Monday, March 30, 2009

An Answered Prayer

Soon after Nash died I remember saying that if I could just dream of him things would be a little easier because I'd "be with him" every night. Since July I've only dreamt of him twice that I can actually remember. And yet every night as I fall asleep I pray that God will bring Nash to me in my dreams...

Last night I dreamt of Nash. I don't remember much except that Brad, my mom and I were taking turns holding him. In the dream we knew that we only had a certain number of days left with him. We knew he'd be leaving soon. I remember I just kept staring at him and looking at him, trying to remember every part of him. I kept touching the back of his neck and playing with his hair. It wasn't really a sad dream - we were all so happy to be holding him. It's almost like how I imagine it would be if he came back for just a minute or two... very peaceful and quiet. Just holding him tightly and staring at his precious face - taking it all in.

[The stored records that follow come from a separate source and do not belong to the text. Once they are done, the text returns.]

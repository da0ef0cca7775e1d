//! Signed access and refresh tokens.
//!
//! Both are HS256 JWTs signed with the same secret and told apart by the
//! `kind` claim, so one can never be accepted in place of the other.

use anyhow::{bail, Result};
use jsonwebtoken::{decode, encode, Algorithm, DecodingKey, EncodingKey, Header, Validation};
use serde::{Deserialize, Serialize};
use std::time::Duration;
use uuid::Uuid;

use crate::store::now;

#[derive(Debug, Clone, Copy, PartialEq, Eq, Serialize, Deserialize)]
#[serde(rename_all = "snake_case")]
pub enum TokenKind {
    Access,
    Refresh,
}

#[derive(Debug, Clone, Serialize, Deserialize)]
pub struct Claims {
    pub sub: String,
    pub exp: i64,
    pub iat: i64,
    pub jti: String,
    pub kind: TokenKind,
}

#[derive(Debug, Clone, PartialEq, Eq, Serialize)]
pub struct TokenPair {
    pub access_token: String,
    pub refresh_token: String,
}

#[derive(Clone)]
pub struct TokenIssuer {
    secret: Vec<u8>,
    access_ttl: Duration,
    refresh_ttl: Duration,
}

impl TokenIssuer {
    pub fn new(secret: &str, access_ttl: Duration, refresh_ttl: Duration) -> Self {
        TokenIssuer {
            secret: secret.as_bytes().to_vec(),
            access_ttl,
            refresh_ttl,
        }
    }

    pub fn access_ttl(&self) -> Duration {
        self.access_ttl
    }

    pub fn refresh_ttl(&self) -> Duration {
        self.refresh_ttl
    }

    fn issue(&self, user_id: Uuid, kind: TokenKind) -> Result<String> {
        let ttl = match kind {
            TokenKind::Access => self.access_ttl,
            TokenKind::Refresh => self.refresh_ttl,
        };
        let iat = now();
        let claims = Claims {
            sub: user_id.to_string(),
            exp: iat + ttl.as_secs() as i64,
            iat,
            jti: Uuid::new_v4().to_string(),
            kind,
        };
        Ok(encode(
            &Header::default(),
            &claims,
            &EncodingKey::from_secret(&self.secret),
        )?)
    }

    pub fn issue_pair(&self, user_id: Uuid) -> Result<TokenPair> {
        Ok(TokenPair {
            access_token: self.issue(user_id, TokenKind::Access)?,
            refresh_token: self.issue(user_id, TokenKind::Refresh)?,
        })
    }

    fn verify(&self, token: &str, expected: TokenKind) -> Result<Uuid> {
        let mut validation = Validation::new(Algorithm::HS256);
        validation.leeway = 0;
        let data = decode::<Claims>(
            token,
            &DecodingKey::from_secret(&self.secret),
            &validation,
        )?;
        if data.claims.kind != expected {
            bail!("Expected a {:?} token, got {:?}", expected, data.claims.kind);
        }
        Ok(Uuid::parse_str(&data.claims.sub)?)
    }

    /// Returns the user id carried by a valid, unexpired access token.
    pub fn verify_access(&self, token: &str) -> Result<Uuid> {
        self.verify(token, TokenKind::Access)
    }

    pub fn verify_refresh(&self, token: &str) -> Result<Uuid> {
        self.verify(token, TokenKind::Refresh)
    }
}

I had mixed emotions when I woke up. I was so happy to have seen Nash and yet so sad that the dream had to end. This may have been why my emotions got the better of me many times today - especially this morning. I feel so thankful that I had this dream last night. And it couldn't have come at a more appropriate time... exactly one year ago today Nash was baptized... I have to believe that there's more to it than a simple coincidence.

People often ask what they can do for us and for me. I answer them by asking for prayers for comfort and peace. But maybe I could add another one to that list... pray for more dreams to come. Pray that I go to sleep at night and get to have a date with my little boy.

Sweet Dreams Y'all,
Tracy

Friday, March 27, 2009

A Present From Pa

Just a quick note... tonight on our way to our weekly Friday night dinner with my parents, my dad, Tate, and I stopped by a sporting goods store. Tate was quite thrilled to leave with two new helmits - one blue bike helmet and one shiny red batting helmet that he proudly wore around the entire store.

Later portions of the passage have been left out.